↓
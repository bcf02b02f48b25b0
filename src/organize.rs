use std::collections::{BTreeMap, HashMap};
use std::path::PathBuf;
use std::time::Duration;

use anyhow::Context as _;

use crate::cli::{OrganizeArgs, StoreKind};
use crate::formats::LabeledItem;
use crate::retry::{self, RetryPolicy, Sleeper, TokioSleeper};
use crate::storage::{
    DocumentStore, DriveStore, GOOGLE_DOC_MIME, LocalFsStore, StorageError, TokenSource,
    ensure_folder,
};
use crate::taxonomy::{SubjectTaxonomy, normalize_subject};
use crate::workspace::{DataPaths, LabelStore};

/// Category index bucket. Only `Course` and `Exam` get their own; everything else,
/// sentinel labels included, is filed under `Other`.
#[derive(Debug, Clone, Copy, PartialEq, Eq, PartialOrd, Ord)]
pub enum CategoryBucket {
    Courses,
    Exams,
    Other,
}

impl CategoryBucket {
    pub const ALL: [CategoryBucket; 3] = [Self::Courses, Self::Exams, Self::Other];

    pub fn for_category(category: &str) -> Self {
        match normalize_subject(category).as_str() {
            "Course" => Self::Courses,
            "Exam" => Self::Exams,
            _ => Self::Other,
        }
    }

    pub fn folder(self) -> &'static str {
        match self {
            Self::Courses => "Courses",
            Self::Exams => "Exams",
            Self::Other => "Other",
        }
    }

    pub fn file_name(self) -> &'static str {
        match self {
            Self::Courses => "courses.json",
            Self::Exams => "exams.json",
            Self::Other => "others.json",
        }
    }
}

#[derive(Debug, Clone, PartialEq, Eq)]
pub enum RootFolder {
    /// An existing folder (or shared drive) id, used as-is.
    Id(String),
    /// A top-level folder looked up by name and created when missing.
    Named(String),
}

#[derive(Debug, Clone)]
pub struct OrganizeConfig {
    pub root: RootFolder,
    /// Pause between successive uploads.
    pub group_delay: Duration,
    /// Applies to 5xx storage failures only.
    pub storage_retry: RetryPolicy,
    pub category_index: bool,
}

impl OrganizeConfig {
    pub fn from_args(args: &OrganizeArgs) -> Self {
        let root = match args.root_folder_id.as_deref() {
            Some(id) if !id.trim().is_empty() => RootFolder::Id(id.trim().to_owned()),
            _ => RootFolder::Named(args.root_folder_name.clone()),
        };
        Self {
            root,
            group_delay: Duration::from_millis(args.group_delay_ms),
            storage_retry: default_storage_retry(),
            category_index: args.category_index,
        }
    }
}

/// 1s, 2s, 4s, 8s between five attempts.
pub fn default_storage_retry() -> RetryPolicy {
    RetryPolicy::exponential(5, Duration::from_secs(1), Duration::from_secs(16))
}

/// Items sharing one canonical folder and one normalized subject; becomes one document.
#[derive(Debug, Clone, PartialEq)]
pub struct SubjectGroup {
    pub folder: String,
    pub subject: String,
    pub items: Vec<LabeledItem>,
}

impl SubjectGroup {
    pub fn document_name(&self) -> String {
        format!("{}.doc", self.subject)
    }
}

#[derive(Debug, Clone, Default, PartialEq, Eq)]
pub struct OrganizeSummary {
    pub folders: usize,
    pub documents: usize,
    pub items: usize,
}

pub async fn run(args: OrganizeArgs) -> anyhow::Result<()> {
    let paths = DataPaths::new(&args.data_dir);
    if !paths.label_store.exists() {
        anyhow::bail!("label store not found: {}", paths.label_store.display());
    }
    let labels = LabelStore::open(&paths.label_store).await?;

    let taxonomy = match args.taxonomy.as_deref() {
        Some(path) => SubjectTaxonomy::from_yaml_file(&PathBuf::from(path))?,
        None => SubjectTaxonomy::builtin(),
    };
    let store = build_store(&args)?;
    let config = OrganizeConfig::from_args(&args);

    let summary = organize(
        &config,
        &taxonomy,
        store.as_ref(),
        &TokioSleeper,
        labels.items(),
    )
    .await?;
    tracing::info!(?summary, "organize completed");
    Ok(())
}

fn build_store(args: &OrganizeArgs) -> anyhow::Result<Box<dyn DocumentStore>> {
    Ok(match args.store {
        StoreKind::Drive => Box::new(DriveStore::new(
            &args.drive_base_url,
            &args.drive_upload_base_url,
            TokenSource::from_env(),
        )),
        StoreKind::Local => {
            let root = args
                .local_root
                .as_deref()
                .ok_or_else(|| anyhow::anyhow!("--local-root is required with --store local"))?;
            Box::new(LocalFsStore::new(root))
        }
    })
}

/// Groups items by `(folder, normalized subject)` in sorted order.
pub fn group_items(items: &[LabeledItem], taxonomy: &SubjectTaxonomy) -> Vec<SubjectGroup> {
    let mut groups: BTreeMap<(String, String), Vec<LabeledItem>> = BTreeMap::new();
    for item in items {
        let subject = normalize_subject(&item.subject);
        let folder = taxonomy.folder_for(&subject);
        groups.entry((folder, subject)).or_default().push(item.clone());
    }
    groups
        .into_iter()
        .map(|((folder, subject), items)| SubjectGroup {
            folder,
            subject,
            items,
        })
        .collect()
}

/// Writes one link-list document per subject group into its folder under the root.
pub async fn organize(
    config: &OrganizeConfig,
    taxonomy: &SubjectTaxonomy,
    store: &dyn DocumentStore,
    sleeper: &dyn Sleeper,
    items: &[LabeledItem],
) -> anyhow::Result<OrganizeSummary> {
    if items.is_empty() {
        tracing::info!("no labeled items to organize");
        return Ok(OrganizeSummary::default());
    }

    let mut uploader = Uploader {
        store,
        sleeper,
        policy: &config.storage_retry,
        folders: HashMap::new(),
    };

    let root_id = match &config.root {
        RootFolder::Id(id) => id.clone(),
        RootFolder::Named(name) => uploader
            .folder(name, None)
            .await
            .with_context(|| format!("ensure root folder: {name}"))?,
    };

    let groups = group_items(items, taxonomy);
    tracing::info!(items = items.len(), groups = groups.len(), "organize: grouped");

    let mut summary = OrganizeSummary {
        items: items.len(),
        ..OrganizeSummary::default()
    };

    for (idx, group) in groups.iter().enumerate() {
        if idx > 0 {
            sleeper.sleep(config.group_delay).await;
        }
        let folder_id = uploader
            .folder(&group.folder, Some(&root_id))
            .await
            .with_context(|| format!("ensure folder: {}", group.folder))?;

        let name = group.document_name();
        uploader
            .document(&name, &folder_id, GOOGLE_DOC_MIME, &render_link_list(&group.items))
            .await
            .with_context(|| format!("upload {}/{name}", group.folder))?;
        tracing::info!(
            folder = %group.folder,
            document = %name,
            items = group.items.len(),
            "uploaded"
        );
        summary.documents += 1;
    }

    if config.category_index {
        let documents = upload_category_index(&mut uploader, config, &root_id, items).await?;
        summary.documents += documents;
    }

    summary.folders = uploader.folders.len();
    Ok(summary)
}

async fn upload_category_index(
    uploader: &mut Uploader<'_>,
    config: &OrganizeConfig,
    root_id: &str,
    items: &[LabeledItem],
) -> anyhow::Result<usize> {
    let mut buckets: BTreeMap<CategoryBucket, Vec<&LabeledItem>> =
        CategoryBucket::ALL.iter().map(|b| (*b, Vec::new())).collect();
    for item in items {
        buckets
            .entry(CategoryBucket::for_category(&item.category))
            .or_default()
            .push(item);
    }

    for (bucket, members) in &buckets {
        let folder_id = uploader
            .folder(bucket.folder(), Some(root_id))
            .await
            .with_context(|| format!("ensure category folder: {}", bucket.folder()))?;
        uploader.sleeper.sleep(config.group_delay).await;
        let json = serde_json::to_string_pretty(members).context("serialize category index")?;
        uploader
            .document(bucket.file_name(), &folder_id, "application/json", &json)
            .await
            .with_context(|| format!("upload {}/{}", bucket.folder(), bucket.file_name()))?;
        tracing::info!(folder = bucket.folder(), items = members.len(), "uploaded category index");
    }
    Ok(buckets.len())
}

/// Storage calls with 5xx retry and a per-run folder id cache.
struct Uploader<'a> {
    store: &'a dyn DocumentStore,
    sleeper: &'a dyn Sleeper,
    policy: &'a RetryPolicy,
    folders: HashMap<(Option<String>, String), String>,
}

impl Uploader<'_> {
    async fn folder(&mut self, name: &str, parent: Option<&str>) -> Result<String, StorageError> {
        let key = (parent.map(str::to_owned), name.to_owned());
        if let Some(id) = self.folders.get(&key) {
            return Ok(id.clone());
        }
        let store = self.store;
        let id = retry::retry(self.policy, self.sleeper, StorageError::is_transient, move |_| {
            ensure_folder(store, name, parent)
        })
        .await?;
        self.folders.insert(key, id.clone());
        Ok(id)
    }

    async fn document(
        &self,
        name: &str,
        parent: &str,
        mime_type: &str,
        content: &str,
    ) -> Result<String, StorageError> {
        let store = self.store;
        retry::retry(self.policy, self.sleeper, StorageError::is_transient, move |_| {
            store.create_document(name, parent, mime_type, content)
        })
        .await
    }
}

/// HTML bullet list linking every item: title as anchor text, url as href.
pub fn render_link_list(items: &[LabeledItem]) -> String {
    let mut html = String::from("<ul>\n");
    for item in items {
        html.push_str(&format!(
            "  <li><a href=\"{}\">{}</a></li>\n",
            escape_html(&item.url),
            escape_html(item.display_title())
        ));
    }
    html.push_str("</ul>\n");
    html
}

fn escape_html(text: &str) -> String {
    let mut out = String::with_capacity(text.len());
    for c in text.chars() {
        match c {
            '&' => out.push_str("&amp;"),
            '<' => out.push_str("&lt;"),
            '>' => out.push_str("&gt;"),
            '"' => out.push_str("&quot;"),
            '\'' => out.push_str("&#39;"),
            c => out.push(c),
        }
    }
    out
}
↑
WHAT YOU SHOULD DO:
Copy each line of the preceding material that contains "OrganizeSummary".

EXERCISE SOLUTION:
pub struct OrganizeSummary {
) -> anyhow::Result<OrganizeSummary> {
        return Ok(OrganizeSummary::default());
    let mut summary = OrganizeSummary {
        ..OrganizeSummary::default()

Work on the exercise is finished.